Food and Work: Helping Farmers Recover

Food and Work: Helping Farmers Recover

BEGAN SHAH MACHINE VILLAGE, KHAIRPUR DISTRICT, SINDH: From the province of Sindh, A thirty-four year old farmer, Paro Mal, resides with his wife, four sons, and one daughter. Paro along with his family members moved to Khairpur from Umerkot approximately ten years ago for better work and living conditions.  “During my stay here, there had been floods thrice before, and I had no previous losses.  I did not expect floods of this kind. We were terrified and surprised and we did not have enough time to move after I got to know about the floods through radio messages,” shared Paro.

Paro’s biggest lost was his entire cotton crop which was ready for harvesting. He shared that each acre would bring a return of Rs. 30,000 – Rs. 35,000 (US $ 349 – US $ 407) on the total eight acres of land that he worked. The deal between Paro and his landlord results in a quarter of the profits for himself which still remains subject to the nature of the crop. “Many farmers in the village are indebted to landlords, I would like land of my own but that depends on God. One acre of land costs as much as Rs. 250,000 (US $ 2,907) and that would take me between eight to nine years to make this kind of money. At present, my earrings are just enough to feed all my family members,” shared Paro.

Like many other flood affected people Paro moved to the community camp near his home when the disaster hit the district. “For about a month and a half we resided at the camp, buying food was difficult, sleeping was difficult, and living without electricity was difficult as well,” shared Paro.  He recalled that each trip to the market to buy food via boat had cost Rs. 1,500 (US $ 17.4) which was shared between four to five community members.  Through Church World Service-Pakistan/Afghanistan’s flood response Paro received food items, nonfood items, and medical assistance for his children through the mobile health unit.

When the organization began rehabilitation initiatives, Paro was among 2,500 flood survivors in the province to benefit from the agricultural input distribution through voucher scheme.  In early January, Paro with others selected from his village (forming a group of fifty) traveled to the market to exchange the vouchers for agricultural inputs. Paro selected seeds, sickle, spade, and some fertilizer worth Rs. 15,000 (US $ 174).

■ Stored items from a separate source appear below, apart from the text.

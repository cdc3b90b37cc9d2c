//! Embedding provider abstraction and the per-record embedding client.
//!
//! Defines the [`Embedder`] trait and concrete implementations:
//! - **[`DisabledProvider`]**: always fails; used when embeddings are not configured.
//! - **[`OpenAIProvider`]**: `POST /v1/embeddings` with a fixed `dimensions` parameter.
//! - **[`OllamaProvider`]**: a local Ollama instance's `/api/embed` endpoint.
//! - **`LocalProvider`**: fastembed inference, behind the `local-embeddings-fastembed` feature.
//!
//! [`EmbeddingClient`] sits in front of whichever provider is configured. It
//! cuts the input to a fixed character budget, bounds the call with a
//! timeout, and rejects vectors of the wrong length, so every stored vector
//! is comparable under one similarity metric.
//!
//! # Truncation
//!
//! Input longer than `max_input_chars` is cut to its first `max_input_chars`
//! characters (never mid-codepoint). The cut is a pure function of the text,
//! so the same oversized record always sends the same prefix.

#[cfg(feature = "local-embeddings-fastembed")]
mod local_fastembed;
mod remote;

use std::time::Duration;

use anyhow::{bail, Result};
use async_trait::async_trait;

use crate::config::EmbeddingConfig;
use crate::error::ProviderError;

#[cfg(feature = "local-embeddings-fastembed")]
pub use local_fastembed::LocalProvider;
pub use remote::{OllamaProvider, OpenAIProvider};

/// One call to the embedding provider.
#[derive(Debug, Clone, Copy, PartialEq, Eq)]
pub struct EmbeddingRequest<'a> {
    pub model: &'a str,
    /// Already truncated to the client's character budget.
    pub input: &'a str,
    pub dims: usize,
}

/// Trait for embedding backends.
#[async_trait]
pub trait Embedder: Send + Sync {
    /// Returns the model identifier (e.g. `"text-embedding-3-large"`).
    fn model_name(&self) -> &str;
    /// Returns the embedding vector dimensionality (e.g. `1024`).
    fn dims(&self) -> usize;
    /// Embed one input. Must not retry beyond the provider's own transport policy.
    async fn embed(&self, request: &EmbeddingRequest<'_>) -> Result<Vec<f32>, ProviderError>;
}

// ============ Disabled Provider ============

/// A no-op embedding provider that always returns errors.
pub struct DisabledProvider;

#[async_trait]
impl Embedder for DisabledProvider {
    fn model_name(&self) -> &str {
        "disabled"
    }
    fn dims(&self) -> usize {
        0
    }
    async fn embed(&self, _request: &EmbeddingRequest<'_>) -> Result<Vec<f32>, ProviderError> {
        Err(ProviderError::Disabled)
    }
}

/// Create the [`Embedder`] named by `config.provider`.
///
/// | Config Value | Provider |
/// |-------------|----------|
/// | `"disabled"` | [`DisabledProvider`] |
/// | `"openai"` | [`OpenAIProvider`] |
/// | `"ollama"` | [`OllamaProvider`] |
/// | `"local"` | `LocalProvider` (requires `local-embeddings-fastembed`) |
pub fn create_provider(config: &EmbeddingConfig) -> Result<Box<dyn Embedder>> {
    match config.provider.as_str() {
        "disabled" => Ok(Box::new(DisabledProvider)),
        "openai" => Ok(Box::new(OpenAIProvider::new(config)?)),
        "ollama" => Ok(Box::new(OllamaProvider::new(config)?)),
        #[cfg(feature = "local-embeddings-fastembed")]
        "local" => Ok(Box::new(LocalProvider::new(config)?)),
        #[cfg(not(feature = "local-embeddings-fastembed"))]
        "local" => bail!("Local embedding provider requires --features local-embeddings-fastembed"),
        other => bail!("Unknown embedding provider: {}", other),
    }
}

// ============ Client ============

/// Wraps a provider with truncation, a per-call timeout, and a dimension check.
pub struct EmbeddingClient {
    provider: Box<dyn Embedder>,
    dims: usize,
    max_input_chars: usize,
    call_timeout: Duration,
}

impl EmbeddingClient {
    pub fn new(
        provider: Box<dyn Embedder>,
        dims: usize,
        max_input_chars: usize,
        call_timeout: Duration,
    ) -> Self {
        Self {
            provider,
            dims,
            max_input_chars,
            call_timeout,
        }
    }

    /// Build the client for the configured provider.
    ///
    /// # Errors
    ///
    /// Fails when the provider is disabled or cannot be initialized, or when
    /// its native dimensionality disagrees with `embedding.dims`.
    pub fn from_config(config: &EmbeddingConfig) -> Result<Self> {
        if !config.is_enabled() {
            bail!("Embedding provider is disabled. Set [embedding] provider in config.");
        }
        let provider = create_provider(config)?;
        if provider.dims() != config.dims {
            bail!(
                "provider '{}' produces {} dimensions but embedding.dims = {}",
                provider.model_name(),
                provider.dims(),
                config.dims
            );
        }
        Ok(Self::new(
            provider,
            config.dims,
            config.max_input_chars,
            call_budget(config),
        ))
    }

    pub fn model_name(&self) -> &str {
        self.provider.model_name()
    }

    pub fn dims(&self) -> usize {
        self.dims
    }

    /// The request that would be sent for `text`.
    pub fn request<'a>(&'a self, text: &'a str) -> EmbeddingRequest<'a> {
        EmbeddingRequest {
            model: self.provider.model_name(),
            input: truncate_chars(text, self.max_input_chars),
            dims: self.dims,
        }
    }

    /// Embed one context blob.
    pub async fn embed(&self, text: &str) -> Result<Vec<f32>, ProviderError> {
        let request = self.request(text);
        if request.input.trim().is_empty() {
            return Err(ProviderError::EmptyInput);
        }

        let vector = tokio::time::timeout(self.call_timeout, self.provider.embed(&request))
            .await
            .map_err(|_| ProviderError::Timeout(self.call_timeout))??;

        if vector.len() != self.dims {
            return Err(ProviderError::DimensionMismatch {
                expected: self.dims,
                got: vector.len(),
            });
        }
        if vector.iter().any(|v| !v.is_finite()) {
            return Err(ProviderError::Malformed(
                "embedding contains non-finite values".to_string(),
            ));
        }
        Ok(vector)
    }
}

/// Upper bound for one `embed` call, covering transport retries and their backoff.
fn call_budget(config: &EmbeddingConfig) -> Duration {
    let attempts = u64::from(config.max_retries) + 1;
    let backoff: u64 = (1..=u64::from(config.max_retries))
        .map(|attempt| 1u64 << (attempt - 1).min(5))
        .sum();
    Duration::from_secs(config.timeout_secs * attempts + backoff)
}

/// Cut `text` to at most `max_chars` characters, on a char boundary.
pub fn truncate_chars(text: &str, max_chars: usize) -> &str {
    match text.char_indices().nth(max_chars) {
        Some((byte_idx, _)) => &text[..byte_idx],
        None => text,
    }
}

/// Encode a float vector as a BLOB (little-endian f32 bytes).
///
/// # Example
///
/// ```rust
/// use crm_vectorize::embedding::{vec_to_blob, blob_to_vec};
///
/// let v = vec![1.0f32, -2.5, 3.125];
/// let blob = vec_to_blob(&v);
/// assert_eq!(blob.len(), 12); // 3 × 4 bytes
/// assert_eq!(blob_to_vec(&blob), v);
/// ```
pub fn vec_to_blob(vec: &[f32]) -> Vec<u8> {
    let mut bytes = Vec::with_capacity(vec.len() * 4);
    for &v in vec {
        bytes.extend_from_slice(&v.to_le_bytes());
    }
    bytes
}

/// Decode a BLOB back into a float vector.
pub fn blob_to_vec(blob: &[u8]) -> Vec<f32> {
    blob.chunks_exact(4)
        .map(|chunk| f32::from_le_bytes([chunk[0], chunk[1], chunk[2], chunk[3]]))
        .collect()
}

#[cfg(test)]
mod tests {
    use super::*;
    use std::sync::Mutex;

    /// Records every input it is asked to embed and answers with a fixed vector.
    struct Recording {
        dims: usize,
        seen: Mutex<Vec<String>>,
    }

    #[async_trait]
    impl Embedder for Recording {
        fn model_name(&self) -> &str {
            "recording"
        }
        fn dims(&self) -> usize {
            self.dims
        }
        async fn embed(&self, request: &EmbeddingRequest<'_>) -> Result<Vec<f32>, ProviderError> {
            self.seen.lock().unwrap().push(request.input.to_string());
            Ok(vec![0.25; self.dims])
        }
    }

    struct Hanging;

    #[async_trait]
    impl Embedder for Hanging {
        fn model_name(&self) -> &str {
            "hanging"
        }
        fn dims(&self) -> usize {
            4
        }
        async fn embed(&self, _request: &EmbeddingRequest<'_>) -> Result<Vec<f32>, ProviderError> {
            tokio::time::sleep(Duration::from_secs(60)).await;
            Ok(vec![0.0; 4])
        }
    }

    #[test]
    fn truncate_is_a_prefix_cut() {
        assert_eq!(truncate_chars("hello world", 5), "hello");
        assert_eq!(truncate_chars("short", 100), "short");
        assert_eq!(truncate_chars("", 3), "");
    }

    #[test]
    fn truncate_respects_char_boundaries() {
        let text = "héllo wörld";
        let cut = truncate_chars(text, 2);
        assert_eq!(cut, "hé");
        assert_eq!(truncate_chars("日本語テキスト", 3), "日本語");
    }

    #[tokio::test]
    async fn oversized_input_sends_identical_prefix_every_time() {
        let long = "word ".repeat(5_000);
        let client = EmbeddingClient::new(
            Box::new(Recording {
                dims: 8,
                seen: Mutex::new(Vec::new()),
            }),
            8,
            8000,
            Duration::from_secs(5),
        );

        let first = client.request(&long).input.to_string();
        let second = client.request(&long).input.to_string();
        assert_eq!(first.chars().count(), 8000);
        assert_eq!(first, second);
        assert!(long.starts_with(&first));

        let v = client.embed(&long).await.unwrap();
        assert_eq!(v.len(), 8);
    }

    #[tokio::test]
    async fn wrong_dimension_is_a_provider_error() {
        let client = EmbeddingClient::new(
            Box::new(Recording {
                dims: 3,
                seen: Mutex::new(Vec::new()),
            }),
            1024,
            8000,
            Duration::from_secs(5),
        );
        let err = client.embed("some text").await.unwrap_err();
        assert!(matches!(
            err,
            ProviderError::DimensionMismatch {
                expected: 1024,
                got: 3
            }
        ));
    }

    #[tokio::test]
    async fn empty_input_never_reaches_provider() {
        let provider = Recording {
            dims: 4,
            seen: Mutex::new(Vec::new()),
        };
        let client = EmbeddingClient::new(Box::new(provider), 4, 8000, Duration::from_secs(5));
        let err = client.embed("   \n ").await.unwrap_err();
        assert!(matches!(err, ProviderError::EmptyInput));
    }

    #[tokio::test]
    async fn slow_provider_times_out() {
        let client = EmbeddingClient::new(Box::new(Hanging), 4, 8000, Duration::from_millis(20));
        let err = client.embed("text").await.unwrap_err();
        assert!(matches!(err, ProviderError::Timeout(_)));
    }

    #[tokio::test]
    async fn disabled_provider_fails() {
        let client = EmbeddingClient::new(Box::new(DisabledProvider), 4, 8000, Duration::from_secs(1));
        assert!(matches!(
            client.embed("text").await.unwrap_err(),
            ProviderError::Disabled
        ));
    }

    #[test]
    fn from_config_rejects_disabled() {
        let err = EmbeddingClient::from_config(&EmbeddingConfig::default())
            .err()
            .unwrap();
        assert!(err.to_string().contains("disabled"));
    }

    #[test]
    fn call_budget_covers_retries() {
        let mut cfg = EmbeddingConfig::default();
        assert_eq!(call_budget(&cfg), Duration::from_secs(30));
        cfg.max_retries = 2;
        // 3 attempts × 30s + 1s + 2s backoff
        assert_eq!(call_budget(&cfg), Duration::from_secs(93));
    }

    #[test]
    fn test_vec_blob_roundtrip() {
        let vec = vec![1.0f32, -2.5, 3.125, 0.0, -0.001];
        assert_eq!(blob_to_vec(&vec_to_blob(&vec)), vec);
    }
}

With the assistance Paro grew wheat and shared, “Our yield would have been much less without this support, and I really required fertilizer at that time.”  At present, Paro cultivates two acres more land than before. As president of the village management committee and on behalf of community members, he said, “Conditions were better before the floods, and by the grace of God it will get better slowly and gradually.”